• **RECORDS FOR THIS TASK**:
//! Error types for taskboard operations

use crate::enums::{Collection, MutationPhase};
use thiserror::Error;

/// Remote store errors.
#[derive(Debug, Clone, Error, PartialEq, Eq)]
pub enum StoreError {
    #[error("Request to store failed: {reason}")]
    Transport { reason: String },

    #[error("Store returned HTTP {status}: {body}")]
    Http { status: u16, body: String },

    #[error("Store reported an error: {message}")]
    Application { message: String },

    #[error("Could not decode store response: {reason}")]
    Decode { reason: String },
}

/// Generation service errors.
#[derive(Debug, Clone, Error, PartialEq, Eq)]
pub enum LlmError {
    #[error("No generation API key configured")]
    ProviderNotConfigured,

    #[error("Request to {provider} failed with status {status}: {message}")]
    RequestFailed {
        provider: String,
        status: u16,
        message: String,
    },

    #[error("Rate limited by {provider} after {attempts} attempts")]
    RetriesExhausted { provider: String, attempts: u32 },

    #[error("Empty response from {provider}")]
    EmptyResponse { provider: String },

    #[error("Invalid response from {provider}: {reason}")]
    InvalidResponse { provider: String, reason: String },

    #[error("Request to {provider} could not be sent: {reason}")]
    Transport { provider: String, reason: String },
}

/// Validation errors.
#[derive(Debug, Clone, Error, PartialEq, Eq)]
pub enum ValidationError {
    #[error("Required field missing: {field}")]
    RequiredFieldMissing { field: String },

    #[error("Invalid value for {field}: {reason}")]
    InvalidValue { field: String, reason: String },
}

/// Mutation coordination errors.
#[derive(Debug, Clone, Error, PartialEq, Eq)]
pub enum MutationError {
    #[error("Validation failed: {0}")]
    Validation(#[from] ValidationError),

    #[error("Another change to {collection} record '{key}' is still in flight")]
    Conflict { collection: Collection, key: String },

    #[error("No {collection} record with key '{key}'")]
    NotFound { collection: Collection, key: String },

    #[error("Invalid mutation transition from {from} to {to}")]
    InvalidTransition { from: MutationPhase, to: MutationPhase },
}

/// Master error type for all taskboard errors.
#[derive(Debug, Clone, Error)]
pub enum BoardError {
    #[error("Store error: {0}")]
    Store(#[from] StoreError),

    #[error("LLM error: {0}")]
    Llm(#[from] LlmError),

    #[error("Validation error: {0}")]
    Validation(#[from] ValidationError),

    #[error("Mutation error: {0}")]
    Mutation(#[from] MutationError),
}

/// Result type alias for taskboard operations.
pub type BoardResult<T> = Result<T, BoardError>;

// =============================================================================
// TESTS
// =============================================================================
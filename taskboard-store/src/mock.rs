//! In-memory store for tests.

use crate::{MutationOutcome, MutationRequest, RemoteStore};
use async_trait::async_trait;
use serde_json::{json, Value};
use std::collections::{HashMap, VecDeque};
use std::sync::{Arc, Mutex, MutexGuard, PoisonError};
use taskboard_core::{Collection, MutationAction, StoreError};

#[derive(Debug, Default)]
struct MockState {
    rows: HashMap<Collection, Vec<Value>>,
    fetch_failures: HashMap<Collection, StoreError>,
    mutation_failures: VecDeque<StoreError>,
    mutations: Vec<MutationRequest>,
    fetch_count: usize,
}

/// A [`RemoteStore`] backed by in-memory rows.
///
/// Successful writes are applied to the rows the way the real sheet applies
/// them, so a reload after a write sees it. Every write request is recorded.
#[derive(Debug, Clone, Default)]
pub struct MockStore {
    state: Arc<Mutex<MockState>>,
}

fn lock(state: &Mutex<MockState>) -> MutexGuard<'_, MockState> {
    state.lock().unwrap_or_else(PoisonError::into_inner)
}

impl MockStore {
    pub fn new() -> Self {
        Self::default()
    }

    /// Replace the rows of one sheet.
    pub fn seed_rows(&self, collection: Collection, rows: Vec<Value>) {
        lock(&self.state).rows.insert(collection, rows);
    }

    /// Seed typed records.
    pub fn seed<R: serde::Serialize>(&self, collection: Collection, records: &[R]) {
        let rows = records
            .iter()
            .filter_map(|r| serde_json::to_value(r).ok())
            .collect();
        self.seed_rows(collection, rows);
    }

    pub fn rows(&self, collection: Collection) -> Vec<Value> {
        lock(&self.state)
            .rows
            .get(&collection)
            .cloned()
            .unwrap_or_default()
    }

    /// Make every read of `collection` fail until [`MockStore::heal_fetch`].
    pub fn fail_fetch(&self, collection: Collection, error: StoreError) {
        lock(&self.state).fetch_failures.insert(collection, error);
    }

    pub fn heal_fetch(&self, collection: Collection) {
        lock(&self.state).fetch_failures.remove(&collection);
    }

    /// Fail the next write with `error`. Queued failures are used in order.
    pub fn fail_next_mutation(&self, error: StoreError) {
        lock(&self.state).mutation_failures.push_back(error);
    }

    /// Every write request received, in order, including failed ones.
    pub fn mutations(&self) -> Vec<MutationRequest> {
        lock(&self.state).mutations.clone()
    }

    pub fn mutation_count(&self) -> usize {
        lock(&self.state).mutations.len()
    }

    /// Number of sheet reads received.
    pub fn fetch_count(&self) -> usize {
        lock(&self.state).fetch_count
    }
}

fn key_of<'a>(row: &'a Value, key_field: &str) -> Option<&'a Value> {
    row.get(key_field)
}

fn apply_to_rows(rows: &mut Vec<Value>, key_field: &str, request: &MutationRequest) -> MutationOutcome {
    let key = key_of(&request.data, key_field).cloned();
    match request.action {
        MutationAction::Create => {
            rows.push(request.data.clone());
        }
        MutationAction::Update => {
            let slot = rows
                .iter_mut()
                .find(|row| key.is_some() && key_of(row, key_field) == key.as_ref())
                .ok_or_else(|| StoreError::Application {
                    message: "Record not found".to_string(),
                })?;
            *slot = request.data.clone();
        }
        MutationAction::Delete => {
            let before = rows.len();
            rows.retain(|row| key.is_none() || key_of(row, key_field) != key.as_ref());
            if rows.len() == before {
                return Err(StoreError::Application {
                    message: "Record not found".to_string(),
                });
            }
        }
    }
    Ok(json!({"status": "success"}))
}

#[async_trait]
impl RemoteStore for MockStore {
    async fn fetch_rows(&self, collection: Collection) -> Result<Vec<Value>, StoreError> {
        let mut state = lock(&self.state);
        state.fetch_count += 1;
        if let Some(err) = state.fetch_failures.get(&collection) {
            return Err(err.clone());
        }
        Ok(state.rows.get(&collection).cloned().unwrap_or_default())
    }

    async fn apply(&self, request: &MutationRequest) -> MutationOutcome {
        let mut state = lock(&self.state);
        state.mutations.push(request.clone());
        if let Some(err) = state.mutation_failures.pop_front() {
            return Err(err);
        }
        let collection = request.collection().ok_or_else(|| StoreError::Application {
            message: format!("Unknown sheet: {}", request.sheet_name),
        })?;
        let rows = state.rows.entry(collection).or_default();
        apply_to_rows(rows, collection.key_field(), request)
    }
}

* * *

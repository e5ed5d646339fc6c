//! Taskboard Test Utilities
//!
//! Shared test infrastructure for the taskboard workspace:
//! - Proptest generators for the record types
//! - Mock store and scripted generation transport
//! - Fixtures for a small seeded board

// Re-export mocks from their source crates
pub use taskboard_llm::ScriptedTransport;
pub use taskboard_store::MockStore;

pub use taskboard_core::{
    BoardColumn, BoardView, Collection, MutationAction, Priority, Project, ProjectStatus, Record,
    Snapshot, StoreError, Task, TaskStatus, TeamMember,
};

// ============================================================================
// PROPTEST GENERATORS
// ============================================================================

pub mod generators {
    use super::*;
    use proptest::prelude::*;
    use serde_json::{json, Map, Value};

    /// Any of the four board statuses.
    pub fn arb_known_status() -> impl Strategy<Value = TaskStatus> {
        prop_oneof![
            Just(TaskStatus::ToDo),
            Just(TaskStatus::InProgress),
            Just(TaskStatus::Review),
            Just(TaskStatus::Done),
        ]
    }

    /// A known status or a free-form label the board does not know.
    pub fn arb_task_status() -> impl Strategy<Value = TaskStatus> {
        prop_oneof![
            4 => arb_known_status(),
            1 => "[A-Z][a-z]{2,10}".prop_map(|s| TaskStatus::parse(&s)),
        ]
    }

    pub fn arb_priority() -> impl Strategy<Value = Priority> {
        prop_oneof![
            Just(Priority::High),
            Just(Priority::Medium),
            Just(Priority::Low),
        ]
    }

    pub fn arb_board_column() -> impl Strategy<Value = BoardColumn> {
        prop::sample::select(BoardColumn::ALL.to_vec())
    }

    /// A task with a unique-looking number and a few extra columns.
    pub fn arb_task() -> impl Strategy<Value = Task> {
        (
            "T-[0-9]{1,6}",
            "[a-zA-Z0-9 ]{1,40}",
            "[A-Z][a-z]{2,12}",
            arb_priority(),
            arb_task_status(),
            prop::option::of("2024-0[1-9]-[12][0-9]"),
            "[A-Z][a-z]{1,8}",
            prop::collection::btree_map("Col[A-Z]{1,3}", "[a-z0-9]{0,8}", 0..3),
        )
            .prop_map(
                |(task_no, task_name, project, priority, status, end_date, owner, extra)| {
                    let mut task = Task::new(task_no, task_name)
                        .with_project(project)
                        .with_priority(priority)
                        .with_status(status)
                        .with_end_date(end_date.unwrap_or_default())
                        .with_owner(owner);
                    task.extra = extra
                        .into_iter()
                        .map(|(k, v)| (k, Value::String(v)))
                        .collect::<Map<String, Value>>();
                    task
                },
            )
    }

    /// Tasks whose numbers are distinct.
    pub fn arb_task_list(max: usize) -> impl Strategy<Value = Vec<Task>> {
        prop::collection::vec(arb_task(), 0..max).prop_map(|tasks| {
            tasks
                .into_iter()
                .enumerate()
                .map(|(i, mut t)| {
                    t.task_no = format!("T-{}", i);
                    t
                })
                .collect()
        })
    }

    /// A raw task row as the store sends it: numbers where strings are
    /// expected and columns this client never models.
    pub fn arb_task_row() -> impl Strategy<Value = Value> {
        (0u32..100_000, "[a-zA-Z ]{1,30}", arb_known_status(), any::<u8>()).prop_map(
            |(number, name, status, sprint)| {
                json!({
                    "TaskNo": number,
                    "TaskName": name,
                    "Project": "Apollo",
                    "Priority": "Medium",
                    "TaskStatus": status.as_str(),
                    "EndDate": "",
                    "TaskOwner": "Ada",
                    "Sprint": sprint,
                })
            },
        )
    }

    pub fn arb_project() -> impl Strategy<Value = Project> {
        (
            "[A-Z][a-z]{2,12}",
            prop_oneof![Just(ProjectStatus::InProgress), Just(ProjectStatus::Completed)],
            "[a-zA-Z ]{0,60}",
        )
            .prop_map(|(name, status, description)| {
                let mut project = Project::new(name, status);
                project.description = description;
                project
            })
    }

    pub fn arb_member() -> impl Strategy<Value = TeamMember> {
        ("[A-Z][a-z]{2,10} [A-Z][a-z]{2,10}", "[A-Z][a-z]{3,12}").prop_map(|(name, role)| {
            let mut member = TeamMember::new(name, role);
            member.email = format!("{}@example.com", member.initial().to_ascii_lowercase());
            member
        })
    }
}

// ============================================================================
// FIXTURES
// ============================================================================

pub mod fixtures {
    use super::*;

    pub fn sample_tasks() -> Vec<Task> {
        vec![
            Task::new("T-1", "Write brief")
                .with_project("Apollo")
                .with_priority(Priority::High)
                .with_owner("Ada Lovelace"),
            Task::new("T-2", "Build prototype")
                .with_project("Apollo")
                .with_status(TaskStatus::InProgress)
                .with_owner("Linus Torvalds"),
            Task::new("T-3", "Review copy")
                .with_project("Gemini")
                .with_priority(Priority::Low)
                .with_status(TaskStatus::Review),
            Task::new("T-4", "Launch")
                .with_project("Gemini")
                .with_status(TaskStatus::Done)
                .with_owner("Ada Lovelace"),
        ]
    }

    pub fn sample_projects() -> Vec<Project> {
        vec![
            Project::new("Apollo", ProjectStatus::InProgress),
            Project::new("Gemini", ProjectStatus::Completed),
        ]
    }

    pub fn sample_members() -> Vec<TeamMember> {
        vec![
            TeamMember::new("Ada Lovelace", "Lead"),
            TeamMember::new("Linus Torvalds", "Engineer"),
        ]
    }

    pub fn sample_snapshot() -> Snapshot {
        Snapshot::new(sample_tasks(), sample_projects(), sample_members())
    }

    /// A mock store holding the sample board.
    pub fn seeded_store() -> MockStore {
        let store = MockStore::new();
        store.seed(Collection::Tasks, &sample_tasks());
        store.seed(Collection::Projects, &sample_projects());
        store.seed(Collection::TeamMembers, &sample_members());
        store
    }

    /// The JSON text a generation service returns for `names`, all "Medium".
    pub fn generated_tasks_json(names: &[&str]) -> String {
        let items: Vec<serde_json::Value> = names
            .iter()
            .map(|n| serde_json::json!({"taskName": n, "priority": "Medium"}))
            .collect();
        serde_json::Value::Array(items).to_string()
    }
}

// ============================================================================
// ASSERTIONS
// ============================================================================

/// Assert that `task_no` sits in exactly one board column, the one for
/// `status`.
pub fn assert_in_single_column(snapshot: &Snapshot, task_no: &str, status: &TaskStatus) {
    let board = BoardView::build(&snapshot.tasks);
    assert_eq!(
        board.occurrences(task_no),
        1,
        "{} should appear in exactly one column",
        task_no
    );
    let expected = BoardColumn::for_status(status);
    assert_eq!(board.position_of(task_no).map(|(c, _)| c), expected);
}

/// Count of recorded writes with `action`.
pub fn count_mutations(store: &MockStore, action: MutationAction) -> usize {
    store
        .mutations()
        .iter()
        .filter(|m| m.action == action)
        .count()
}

• **WHAT YOU WILL DO**: Based on the material above, how many lines contain the string "MockState"? State the number alone.

• **YOUR SOLUTION**: 3